Un autre règlement grand-ducal du même jour est venu préciser la valeur d’un éco-point, et l’a fixée à 1. Euro.

 

Finalement, un troisième règlement grand-ducal du même jour a institué un système numérique d’évaluation et de compensation en éco-points.

 

Le prédit règlement grand-ducal prévoit par exemple qu’un arbre isolé adaptés au site ou un arbre fruitier faisant partie d’un groupe ou d’une rangées d'arbres, a une valeur de base (elle peut être pondérée à la hausse ou à la baisse compte tenu de différents critères), de 18 euros par centimètres de circonférence (un tel arbre de 50 cm de circonférence pouvant varier alors entre une valeur de 700 à 1150 éco-points).

 

Lorsqu’un promoteur réalise un lotissement devant, par la force des choses, aboutir à la destruction d’un certain nombre de biotopes, il convient de calculer la valeur de l’ensemble de ces éléments naturels. Le promoteur payera alors une taxe environnementale proportionnelle à la hauteur de la valeur des biotopes présents sur le site et des destructions requises.

 

***

 

En date du 27 mars 2020, a été pris un arrêté ministériel ayant pour but d’arrêter les modalités de calcul du système numérique d’évaluation et de compensation en éco-points, y inclus l’ajustement et le facteur de correction.

 

Le système numérique d’évaluation et de compensation est un « outil destiné à estimer la valeur écologique relative, exprimée en éco-points, d’un site ou d’une zone visés par un projet en vue de définir l’envergure des mesures compensatoires nécessaires et afin de déterminer la valeur écologique des mesures compensatoires réalisées ou prévues » (article 3, 22° de la loi du 18 juillet 2018 concernant la protection de la nature et des ressources naturelles).

 

Le principe est le suivant :

 

Un nombre en éco-points pour une circonférence des arbres ou une surface est fixé.

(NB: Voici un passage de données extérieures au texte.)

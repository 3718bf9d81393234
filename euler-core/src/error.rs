#[derive(Debug, Clone, PartialEq, thiserror::Error)]
pub enum LayoutError {
    #[error("negative size {size} for area {sets:?}")]
    NegativeSize { sets: Vec<String>, size: f64 },

    #[error("area has an empty set list")]
    EmptySetList,

    #[error("duplicate set {set:?} within area {sets:?}")]
    DuplicateSet { set: String, sets: Vec<String> },

    #[error("area {sets:?} references set {set:?} with no single-set area")]
    UnknownSet { set: String, sets: Vec<String> },

    #[error("missing pairwise overlap information for set {set:?}")]
    MissingPairwiseOverlap { set: String },
}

Pour déterminer la valeur écologique, le nombre est multiplié soit par la surface en mètre carré soit par la circonférence de l’arbre en centimètre.

 

Cette valeur écologique est à calculer à l’état initial (situation existante) et à l’état final (situation projetée après réalisation d’un projet). (Article 1 du règlement grand-ducal du 1er août 2018 instituant un système numérique d’évaluation et de compensation en éco-points)

 

Pour l’évaluation de l’état initial, le nombre en éco-points de base est à multiplier par un facteur d’ajustement (entre 0.75 et 1.5) en fonction de la qualité écologique de l’élément à évaluer (article 2 du règlement grand-ducal).

 

Pour l’évaluation de l’état final, ce nombre ajusté est complété par addition d’un facteur de correction au cas où seraient recensées une ou plusieurs espèces d’intérêt communautaire pour lesquelles l’état de conservation a été évalué non favorable :

 

-          5 éco-points pour les espèces ayant un état de conservation non favorable inadéquat ou inconnu

 

-          10 éco-points pour les espèces ayant un état de conservation non favorable mauvais

 

 

En présence de plusieurs espèces d’intérêt communautaire pour lesquelles l’état de conservation a été évalué non favorable, le facteur de correction le plus élevé est à appliquer. (Article 3 du règlement grand-ducal)

 

La valeur écologique d’un site/zone est la somme des valeurs écologiques de l’ensemble des surfaces et arbres donnés.

 

Le bilan écologique correspond à la différence entre la valeur écologique de l’état initial et la valeur écologique de l’état final. Il est à réaliser obligatoirement à l’aide de l’application informatique qui sera mis à disposition par le ministre ayant l’Environnement dans ses attributions. (Article 4 du règlement grand-ducal).

 

L’arrêté ministériel précité comporte en annexe une sorte de cahier des charges (Leitfaden) à destination des organismes agréés en matière d’environnement, pour les guider dans l’établissement des diagnostics éco-points.